I found three direct-line ancestors to be enslavers who were among the largest real estate owners in my pedigree and talked about the details in a presentation for Historic Trappe in Montgomery County, Pennsylvania, last month.
This lined up with the anecdotal evidence from research that while enslavement among the Pennsylvania Germans in general was rather low, it was related to class and that those who had “made it,” so to say, were more likely to be enslavers.
It still appears that a large majority of enslaved persons in Pennsylvania were held for industrial work—those who owned forges and furnaces, in particular—but that a few are found in domestic servant roles in urban households and just a few in agriculture among the more prosperous farmers.
One caveat that I put on this research is that enslaved persons might have been “loaned out” to collateral family members. For example, in the prominent Hiester family of early Berks County, my direct-line Hiesters, immigrant brother Johann Jost “Yost” and his son Johannes, were not enslavers. But younger immigrant brother Daniel was, as well as Daniel’s sons and also Gov. Joseph, the son of the oldest immigrant Hiester brother.
Indeed, Joseph not only registered enslaved people already held under Pennsylvania’s 1780 gradual abolition act, he continued to register newly born children of enslaved mothers as indentured servants for terms of 28 years (as allowed by the act).

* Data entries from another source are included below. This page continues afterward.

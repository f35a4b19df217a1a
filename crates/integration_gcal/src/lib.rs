//! Google Calendar integration
//!
//! A thin REST client for the Google Calendar v3 API plus the adapter that
//! exposes it to the application layer as a [`application::CalendarPort`].

pub mod adapter;
pub mod client;

pub use adapter::GoogleCalendarAdapter;
pub use client::{DEFAULT_BASE_URL, EventResource, GcalConfig, GcalError, GoogleCalendarClient};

Interestingly, these children Joseph registered are listed as “mulatto” (mixed race), which leaves some room to argue that Joseph himself might have been the father of them, which sounds like a case for DNA analysis if descendants of these children can be found to compare to the Hiesters.
In addition to those potential nuggets my other takeaways are these:
- While I looked at a narrow segment of years (1776–1781), to determine whether someone was an enslaver at any time in their life would require researching all records through the ancestor’s full life cycle.
- Related to that is the fact that since the taxation in the colonial and early republic years in Pennsylvania was based on use of property, old men often fall off tax lists even if land is still in their names, and they might have still had use of enslaved people, but not of enough value to make the lists.
- Finally it appears the occupation of “cordwainer” (maker of new shoes) was a popular one among my ancestors … I find three of them with that tag in the 1780 tax lists!
There’s still much more to learn about Pennsylvania German enslavers!